▸ **Work instructions**: Look through the listing below and report how many lines contain "TypeRegistry", as a bare number.
==========
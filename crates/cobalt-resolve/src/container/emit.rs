//! `Emit`: check a populated type for consistency and hand its attributes
//! and member bodies on.

use cobalt_syntax::AttributeValue;

use crate::attributes::ResolvedAttribute;
use crate::container::define::type_token;
use crate::container::PopulateState;
use crate::context::{CompilationContext, DefinitionStatus};
use crate::members::{emit_attributes, INDEXER_NAME};
use crate::registry::DEFAULT_MEMBER;
use crate::types::ContainerId;

/// Emits container `id`. Returns whether it was emitted; a type with
/// unimplemented interface or abstract members is not, and is never
/// closed.
pub fn emit_type(ctx: &mut CompilationContext<'_>, id: ContainerId) -> bool {
    if ctx.status(id) != DefinitionStatus::Defined || ctx.container(id).populate_state != PopulateState::Done {
        return false;
    }
    if ctx.container(id).emitted {
        return true;
    }
    log::debug!("Emitting {}", ctx.container(id).full_name);

    // Constant values first: other initializers may refer to them.
    let constants = std::mem::take(&mut ctx.container_mut(id).constants);
    for constant in &constants {
        constant.emit(ctx, id);
    }
    ctx.container_mut(id).constants = constants;

    let container = ctx.container(id);
    if let Some(pending) = &container.pending {
        let errors = pending.verify_all_satisfied(&ctx.registry, &container.full_name);
        if !errors.is_empty() {
            let location = container.location;
            for e in errors {
                ctx.error(location, e);
            }
            return false;
        }
    }

    let token = type_token(ctx, id);
    let attributes = ctx.container(id).attributes.clone();
    let target = ctx.container(id).shape.attribute_target();
    emit_attributes(ctx, id, token, &attributes, target);
    if !ctx.container(id).indexers.is_empty() {
        if let Some(default_member) = ctx.registry.lookup(DEFAULT_MEMBER) {
            let attribute = ResolvedAttribute {
                attribute_type: default_member,
                type_name: DEFAULT_MEMBER.to_string(),
                arguments: vec![AttributeValue::String(INDEXER_NAME.to_string())],
                named: vec![],
            };
            ctx.metadata.set_custom_attribute(token, attribute);
        }
    }

    let fields = std::mem::take(&mut ctx.container_mut(id).fields);
    for field in &fields {
        field.emit(ctx, id);
    }
    ctx.container_mut(id).fields = fields;

    let constructors = std::mem::take(&mut ctx.container_mut(id).constructors);
    for constructor in &constructors {
        constructor.emit(ctx, id);
    }
    ctx.container_mut(id).constructors = constructors;

    let methods = std::mem::take(&mut ctx.container_mut(id).methods);
    for method in &methods {
        method.emit(ctx, id);
    }
    ctx.container_mut(id).methods = methods;

    let properties = std::mem::take(&mut ctx.container_mut(id).properties);
    for property in &properties {
        property.emit(ctx, id);
    }
    ctx.container_mut(id).properties = properties;

    let events = std::mem::take(&mut ctx.container_mut(id).events);
    for event in &events {
        event.emit(ctx, id);
    }
    ctx.container_mut(id).events = events;

    let indexers = std::mem::take(&mut ctx.container_mut(id).indexers);
    for indexer in &indexers {
        indexer.emit(ctx, id);
    }
    ctx.container_mut(id).indexers = indexers;

    let operators = std::mem::take(&mut ctx.container_mut(id).operators);
    for operator in &operators {
        operator.emit(ctx, id);
    }
    ctx.container_mut(id).operators = operators;

    ctx.container_mut(id).emitted = true;
    true
}
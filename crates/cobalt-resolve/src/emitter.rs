//! The hand-off to the statement compiler.
//!
//! The resolver never looks inside a block. Once a member has been defined
//! it describes the body it wants compiled with a `BodyRequest`; what comes
//! back is none of its concern.

use cobalt_syntax::{BlockId, ExprId};

use crate::registry::TypeRegistry;
use crate::types::{CallingConvention, MemberId, TypeId};

/// A field initializer to run at the start of a constructor body.
#[derive(Debug, Clone, Copy, PartialEq, Eq)]
pub struct FieldInitializer {
    pub field: MemberId,
    pub value: ExprId,
}

/// A constructor's resolved `base(...)` / `this(...)` call.
#[derive(Debug, Clone, PartialEq, Eq)]
pub struct ConstructorCall {
    pub target: MemberId,
    pub arguments: Vec<ExprId>,
}

#[derive(Debug, Clone, PartialEq, Eq)]
pub enum BodyKind {
    Method,
    /// Property, indexer or event accessor.
    Accessor,
    Constructor {
        initializer: Option<ConstructorCall>,
        field_initializers: Vec<FieldInitializer>,
    },
    /// `Finalize`: the block goes in a `try`, the `finally` calls
    /// `chain_to` when set.
    Finalizer { chain_to: Option<MemberId> },
    /// Compiler-generated constructor with no source block.
    Synthesized {
        initializer: Option<ConstructorCall>,
        field_initializers: Vec<FieldInitializer>,
    },
}

/// Everything the statement compiler needs to compile one body.
#[derive(Debug, Clone, PartialEq, Eq)]
pub struct BodyRequest {
    pub member: MemberId,
    pub declaring_type: TypeId,
    pub return_type: TypeId,
    pub parameters: Vec<TypeId>,
    pub calling_convention: CallingConvention,
    /// Type of `this` for instance members.
    pub this_type: Option<TypeId>,
    pub block: Option<BlockId>,
    pub kind: BodyKind,
}

/// The statement compiler as seen from the resolver.
pub trait CodeEmitter {
    /// Static types of constructor-initializer arguments, used to pick the
    /// target constructor. `None` entries are unknown and match any
    /// parameter.
    fn argument_types(&mut self, registry: &TypeRegistry, arguments: &[ExprId]) -> Vec<Option<TypeId>>;

    fn emit_body(&mut self, request: BodyRequest);

    /// Evaluates a constant's initializer into the field's default value.
    fn emit_constant(&mut self, field: MemberId, field_type: TypeId, value: ExprId);
}

/// A `CodeEmitter` that records requests instead of compiling them.
///
/// Argument types are looked up from a table keyed by expression, by type
/// name so the table can be filled in before any type exists.
#[derive(Debug, Default)]
pub struct RecordingEmitter {
    pub bodies: Vec<BodyRequest>,
    pub constants: Vec<(MemberId, TypeId, ExprId)>,
    expression_types: Vec<(ExprId, String)>,
}

impl RecordingEmitter {
    pub fn new() -> Self {
        Self::default()
    }

    pub fn with_expression_type(mut self, expr: ExprId, type_name: impl Into<String>) -> Self {
        self.expression_types.push((expr, type_name.into()));
        self
    }

    pub fn body_for(&self, member: MemberId) -> Option<&BodyRequest> {
        self.bodies.iter().find(|b| b.member == member)
    }
}

impl CodeEmitter for RecordingEmitter {
    fn argument_types(&mut self, registry: &TypeRegistry, arguments: &[ExprId]) -> Vec<Option<TypeId>> {
        arguments
            .iter()
            .map(|arg| {
                self.expression_types
                    .iter()
                    .find(|(e, _)| e == arg)
                    .and_then(|(_, name)| registry.lookup(name))
            })
            .collect()
    }

    fn emit_body(&mut self, request: BodyRequest) {
        log::trace!("emit_body {:?} ({:?})", request.member, request.block);
        self.bodies.push(request);
    }

    fn emit_constant(&mut self, field: MemberId, field_type: TypeId, value: ExprId) {
        self.constants.push((field, field_type, value));
    }
}
/// Registers a prepared method: signature, pending slot, metadata, registry
/// entry and entry point.
pub(crate) fn commit_method(ctx: &mut CompilationContext<'_>, owner: ContainerId, prepared: PreparedMethod<'_>) -> MemberId {
    let PreparedMethod { data, owner_type, metadata_name, plain, in_interface } = prepared;
    let mods = data.modifiers;

    let signature = MethodSignature::new(metadata_name.clone(), data.return_type, data.parameters.clone());
    ctx.container_mut(owner).signatures.insert(signature);

    let mut attributes = if in_interface {
        MemberAttributes::PUBLIC
            | MemberAttributes::ABSTRACT
            | MemberAttributes::VIRTUAL
            | MemberAttributes::NEW_SLOT
            | MemberAttributes::HIDE_BY_SIG
    } else if data.explicit_interface.is_some() {
        MemberAttributes::PRIVATE
            | MemberAttributes::VIRTUAL
            | MemberAttributes::NEW_SLOT
            | MemberAttributes::FINAL
            | MemberAttributes::HIDE_BY_SIG
    } else {
        method_attributes(mods)
    };
    if data.special_name {
        attributes |= MemberAttributes::SPECIAL_NAME;
    }
    let dll_import = data.attributes.iter().find(|a| a.short_name() == "DllImport");
    let pinvoke = dll_import.map(|a| {
        attributes |= MemberAttributes::PINVOKE_IMPL;
        PInvokeInfo {
            library: a.arguments.first().and_then(AttributeValue::as_str).unwrap_or_default().to_string(),
            entry_point: a.named_value("EntryPoint").and_then(AttributeValue::as_str).map(str::to_string),
        }
    });

    let implemented = match_pending(ctx, owner, &data);
    if let Some(slot) = implemented.filter(|s| s.from_interface) {
        log::trace!("{} implements {}", plain, ctx.registry.member_display(slot.declaration));
        attributes |= MemberAttributes::VIRTUAL | MemberAttributes::NEW_SLOT | MemberAttributes::HIDE_BY_SIG;
        if !attributes.contains(MemberAttributes::ABSTRACT) {
            attributes |= MemberAttributes::FINAL;
        }
    }

    let calling_convention = if mods.contains(Modifiers::STATIC) {
        CallingConvention::Standard
    } else {
        CallingConvention::HasThis
    };
    let owner_token = type_token(ctx, owner);
    let token = ctx.metadata.define_method(
        owner_token,
        MethodDefinition {
            name: metadata_name.clone(),
            attributes,
            calling_convention,
            return_type: data.return_type,
            parameters: data.parameters.clone(),
            parameter_names: data.parameter_names,
            pinvoke,
        },
    );
    let member = ctx.registry.add_member(MemberEntry {
        name: metadata_name,
        kind: MemberKind::Method,
        declaring_type: owner_type,
        attributes,
        member_type: data.return_type,
        parameters: data.parameters,
        accessors: vec![],
        token,
    });
    if let Some(slot) = implemented.filter(|s| s.from_interface) {
        ctx.metadata.define_method_override(owner_token, token, slot.declaration);
    }

    if data.name == "Main" && mods.contains(Modifiers::STATIC) && !data.special_name {
        match ctx.entry_point {
            Some(_) => {
                let program = ctx.program.clone();
                ctx.error(data.location, ResolutionError::MultipleEntryPoints { program, method: plain });
            }
            None => {
                log::debug!("Entry point: {}", plain);
                ctx.entry_point = Some(member);
            }
        }
    }
    member
}
use std::path::{Path, PathBuf};

use cobalt_source::CompilerConfig;

use crate::error::CliError;

/// Name of the configuration file picked up next to a manifest.
pub const CONFIG_FILE: &str = "cobalt.toml";

/// Finds the nearest `cobalt.toml` by searching upwards from `start_path`.
pub fn find_config(start_path: &Path) -> Option<PathBuf> {
    let mut current = if start_path.is_dir() {
        start_path.to_path_buf()
    } else {
        start_path.parent().map_or_else(|| start_path.to_path_buf(), |p| p.to_path_buf())
    };

    loop {
        let config_path = current.join(CONFIG_FILE);
        if config_path.is_file() {
            return Some(config_path);
        }
        if !current.pop() {
            return None;
        }
    }
}

/// Loads the configuration named on the command line, else the nearest
/// `cobalt.toml` above `manifest`, else the defaults.
pub fn load_config(explicit: Option<&Path>, manifest: &Path) -> Result<CompilerConfig, CliError> {
    let path = match explicit {
        Some(path) => Some(path.to_path_buf()),
        None => {
            let start = manifest.canonicalize().map_err(|e| CliError::IoError {
                path: manifest.to_path_buf(),
                operation: format!("locating manifest '{}'", manifest.display()),
                source: e,
            })?;
            find_config(&start)
        }
    };
    match path {
        Some(path) => {
            log::info!("Using configuration {}", path.display());
            Ok(CompilerConfig::load(&path)?)
        }
        None => {
            log::debug!("No {CONFIG_FILE} found, using defaults");
            Ok(CompilerConfig::default())
        }
    }
}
==========
▸ **Output**: 3